What this task involves:
Throughout the listing below, show every line in which "BotConfig" occurs.

Data under study:
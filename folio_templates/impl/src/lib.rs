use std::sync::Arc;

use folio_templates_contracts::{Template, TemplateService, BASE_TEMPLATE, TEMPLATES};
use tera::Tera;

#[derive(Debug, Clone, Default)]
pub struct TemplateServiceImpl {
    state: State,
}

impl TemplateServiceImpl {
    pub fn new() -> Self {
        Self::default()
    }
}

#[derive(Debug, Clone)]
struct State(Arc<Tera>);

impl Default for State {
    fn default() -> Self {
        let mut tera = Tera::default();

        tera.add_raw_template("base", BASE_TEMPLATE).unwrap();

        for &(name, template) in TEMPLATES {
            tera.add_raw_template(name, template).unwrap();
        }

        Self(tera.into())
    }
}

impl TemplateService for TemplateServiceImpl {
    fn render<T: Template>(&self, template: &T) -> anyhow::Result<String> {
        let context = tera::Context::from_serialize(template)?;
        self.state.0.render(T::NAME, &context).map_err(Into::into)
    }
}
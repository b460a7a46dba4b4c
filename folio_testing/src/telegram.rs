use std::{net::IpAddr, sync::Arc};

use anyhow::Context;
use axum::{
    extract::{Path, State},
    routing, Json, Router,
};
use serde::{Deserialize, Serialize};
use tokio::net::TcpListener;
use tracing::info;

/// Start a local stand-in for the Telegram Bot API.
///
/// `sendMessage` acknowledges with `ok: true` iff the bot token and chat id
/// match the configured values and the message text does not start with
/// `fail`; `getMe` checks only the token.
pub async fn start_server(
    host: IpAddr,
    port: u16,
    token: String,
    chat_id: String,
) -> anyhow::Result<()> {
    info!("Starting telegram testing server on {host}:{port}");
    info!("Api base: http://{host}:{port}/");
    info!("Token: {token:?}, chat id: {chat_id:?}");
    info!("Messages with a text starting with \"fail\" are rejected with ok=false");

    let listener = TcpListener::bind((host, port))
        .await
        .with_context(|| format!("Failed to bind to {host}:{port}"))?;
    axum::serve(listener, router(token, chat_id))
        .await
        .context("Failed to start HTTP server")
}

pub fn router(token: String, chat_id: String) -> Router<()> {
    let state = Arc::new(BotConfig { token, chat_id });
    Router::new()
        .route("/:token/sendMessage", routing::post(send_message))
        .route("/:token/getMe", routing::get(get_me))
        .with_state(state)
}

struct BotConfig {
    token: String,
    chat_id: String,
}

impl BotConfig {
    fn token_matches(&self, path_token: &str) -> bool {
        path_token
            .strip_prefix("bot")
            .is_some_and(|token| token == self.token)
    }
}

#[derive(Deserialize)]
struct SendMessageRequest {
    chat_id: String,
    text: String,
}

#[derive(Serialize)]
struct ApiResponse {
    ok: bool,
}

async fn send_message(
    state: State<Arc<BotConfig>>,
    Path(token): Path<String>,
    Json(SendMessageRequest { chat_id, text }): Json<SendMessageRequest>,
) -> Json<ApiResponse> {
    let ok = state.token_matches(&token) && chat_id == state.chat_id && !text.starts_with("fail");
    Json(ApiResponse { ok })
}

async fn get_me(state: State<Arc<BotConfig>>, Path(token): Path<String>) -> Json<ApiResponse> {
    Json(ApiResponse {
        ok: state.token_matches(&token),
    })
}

* * *

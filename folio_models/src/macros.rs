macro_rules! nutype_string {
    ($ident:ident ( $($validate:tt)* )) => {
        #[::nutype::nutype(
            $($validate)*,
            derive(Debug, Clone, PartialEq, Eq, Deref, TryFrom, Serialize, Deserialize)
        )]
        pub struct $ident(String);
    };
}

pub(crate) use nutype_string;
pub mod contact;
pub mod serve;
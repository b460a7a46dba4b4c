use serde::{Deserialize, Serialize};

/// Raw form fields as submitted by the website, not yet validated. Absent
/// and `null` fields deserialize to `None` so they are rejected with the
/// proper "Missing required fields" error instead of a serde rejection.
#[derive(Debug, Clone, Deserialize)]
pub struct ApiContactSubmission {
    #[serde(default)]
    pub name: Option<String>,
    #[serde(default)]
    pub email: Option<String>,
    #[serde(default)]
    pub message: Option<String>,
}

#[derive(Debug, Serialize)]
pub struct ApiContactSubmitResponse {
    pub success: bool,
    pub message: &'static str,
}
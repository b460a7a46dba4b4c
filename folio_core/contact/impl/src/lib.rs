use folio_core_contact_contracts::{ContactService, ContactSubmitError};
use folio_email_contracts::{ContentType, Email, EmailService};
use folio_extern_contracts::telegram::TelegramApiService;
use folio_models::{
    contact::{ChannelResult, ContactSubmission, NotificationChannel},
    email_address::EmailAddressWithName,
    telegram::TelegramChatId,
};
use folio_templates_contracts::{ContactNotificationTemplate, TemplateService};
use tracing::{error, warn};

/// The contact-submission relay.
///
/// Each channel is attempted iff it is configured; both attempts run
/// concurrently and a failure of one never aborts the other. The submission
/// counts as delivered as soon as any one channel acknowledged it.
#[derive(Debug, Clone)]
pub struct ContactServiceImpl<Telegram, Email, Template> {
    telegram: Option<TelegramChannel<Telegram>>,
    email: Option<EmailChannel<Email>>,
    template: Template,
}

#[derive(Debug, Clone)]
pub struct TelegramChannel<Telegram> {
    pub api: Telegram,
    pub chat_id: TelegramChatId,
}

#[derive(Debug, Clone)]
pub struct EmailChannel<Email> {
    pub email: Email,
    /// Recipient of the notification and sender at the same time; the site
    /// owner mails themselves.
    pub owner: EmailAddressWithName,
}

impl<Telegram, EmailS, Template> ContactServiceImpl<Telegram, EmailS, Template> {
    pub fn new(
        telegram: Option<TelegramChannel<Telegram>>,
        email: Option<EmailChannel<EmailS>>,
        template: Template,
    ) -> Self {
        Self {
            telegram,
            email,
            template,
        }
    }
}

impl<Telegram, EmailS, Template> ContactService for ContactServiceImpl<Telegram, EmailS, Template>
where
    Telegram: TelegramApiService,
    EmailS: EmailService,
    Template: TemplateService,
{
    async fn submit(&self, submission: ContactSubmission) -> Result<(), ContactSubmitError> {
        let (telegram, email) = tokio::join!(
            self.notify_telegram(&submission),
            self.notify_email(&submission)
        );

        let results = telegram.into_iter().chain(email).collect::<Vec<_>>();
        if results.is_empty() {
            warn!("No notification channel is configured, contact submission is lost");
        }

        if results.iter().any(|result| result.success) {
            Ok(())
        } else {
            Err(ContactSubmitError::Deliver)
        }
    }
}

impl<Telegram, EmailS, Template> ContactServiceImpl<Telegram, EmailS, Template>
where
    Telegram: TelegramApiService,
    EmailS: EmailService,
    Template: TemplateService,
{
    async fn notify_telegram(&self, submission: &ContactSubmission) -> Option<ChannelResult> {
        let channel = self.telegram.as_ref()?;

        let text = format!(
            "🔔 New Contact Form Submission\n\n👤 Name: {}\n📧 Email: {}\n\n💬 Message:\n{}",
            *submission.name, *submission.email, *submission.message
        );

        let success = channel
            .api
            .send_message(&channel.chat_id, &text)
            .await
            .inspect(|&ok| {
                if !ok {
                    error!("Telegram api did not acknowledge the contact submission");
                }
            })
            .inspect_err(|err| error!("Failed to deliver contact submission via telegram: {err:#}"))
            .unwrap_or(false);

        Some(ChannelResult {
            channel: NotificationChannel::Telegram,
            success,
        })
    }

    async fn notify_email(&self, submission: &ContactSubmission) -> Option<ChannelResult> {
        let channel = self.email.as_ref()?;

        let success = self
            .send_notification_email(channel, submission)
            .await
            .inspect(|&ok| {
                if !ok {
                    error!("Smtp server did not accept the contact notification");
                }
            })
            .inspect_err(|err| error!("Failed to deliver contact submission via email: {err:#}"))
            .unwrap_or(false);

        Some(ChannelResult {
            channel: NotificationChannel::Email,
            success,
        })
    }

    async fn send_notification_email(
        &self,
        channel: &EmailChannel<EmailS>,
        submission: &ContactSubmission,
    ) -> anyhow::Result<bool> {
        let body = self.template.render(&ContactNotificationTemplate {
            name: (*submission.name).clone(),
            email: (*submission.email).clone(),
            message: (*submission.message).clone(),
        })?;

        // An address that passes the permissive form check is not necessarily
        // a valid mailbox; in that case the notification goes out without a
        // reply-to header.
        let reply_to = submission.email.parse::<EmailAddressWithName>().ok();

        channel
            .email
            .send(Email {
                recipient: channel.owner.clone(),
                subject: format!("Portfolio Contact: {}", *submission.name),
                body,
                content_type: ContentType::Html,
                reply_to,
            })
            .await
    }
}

* * *

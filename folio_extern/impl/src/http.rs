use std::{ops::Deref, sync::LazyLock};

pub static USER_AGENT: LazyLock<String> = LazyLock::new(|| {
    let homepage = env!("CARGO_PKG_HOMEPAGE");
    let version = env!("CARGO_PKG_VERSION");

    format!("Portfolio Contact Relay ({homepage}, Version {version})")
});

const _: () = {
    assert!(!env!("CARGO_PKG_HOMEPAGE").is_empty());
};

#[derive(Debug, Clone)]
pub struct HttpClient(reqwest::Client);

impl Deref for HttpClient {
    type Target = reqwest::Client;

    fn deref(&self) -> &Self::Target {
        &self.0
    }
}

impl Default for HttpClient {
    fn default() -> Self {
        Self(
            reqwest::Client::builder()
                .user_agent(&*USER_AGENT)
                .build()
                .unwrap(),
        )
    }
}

Result of the task:
    let state = Arc::new(BotConfig { token, chat_id });
struct BotConfig {
impl BotConfig {
    state: State<Arc<BotConfig>>,
async fn get_me(state: State<Arc<BotConfig>>, Path(token): Path<String>) -> Json<ApiResponse> {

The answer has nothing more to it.